Jika wanita gemuk itu yang membakarnya sendiri, jelas tak mungkin. Masakan dia akan menghancurkan rumah makannya sendiri. Tak mungkin pula hanya karena hendak menolong dirinya, wanita gemuk itu lantas membakar rumah makan dan akibatnya tetangga2 yang berdekatan ikut menderita!

Kemungkinan yang paling besar, tentulah gerombolan Gedung Hitam yang melepas api.

Lalu ke manakah wanita gemuk dan para pegawainya?

Apakah mereka mati atau masih hidup?

Berbagai pikiran melalu lalang dalam benak Cu Jiang, Tetapi yang jelas. rumah makan itu telah terbakar habis dan pemiliknya, si wanita gemuk, tentu mengalami derita hebat.

Teringat akan kebaikan budi wanita gemuk kepadanya, Cu Jiang menitikkan beberapa butir air mata.

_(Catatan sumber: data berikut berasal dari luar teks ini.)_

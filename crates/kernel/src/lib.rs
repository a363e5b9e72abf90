//! Settings shared by the leadbase binaries and libraries.

pub mod settings;

pub use settings::{Environment, LogFormat, Settings, SupabaseSettings, TelemetrySettings};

Nadanya yang nyaring dan wajahnya yang cerah berseri dan wanita gemuk itu, terbayang pada pelupuk Cu Jiang.

Sedih dan duka segera berubah menjadi rasa geram dan dendam. Serentak Cu Jiang menengadah dan bersumpah:

"Selama aku masih hidup, aku tentu akan menghancurkan Gedung Hitam, demi menghimpaskan dendam kaum persilatan yang telah menjadi korban keganasannya."

Apabila wanita gemuk itu karena menolong dirinya sampai rumah-tangganya berantakan dan jiwanya melayang, Cu Jiang merasa berhutang budi seumur hidup. Bulat sudah keputusannya, Gedung Hitam tak perlu disingkiri, tetapi harus dihadapi dan dihancurkannya.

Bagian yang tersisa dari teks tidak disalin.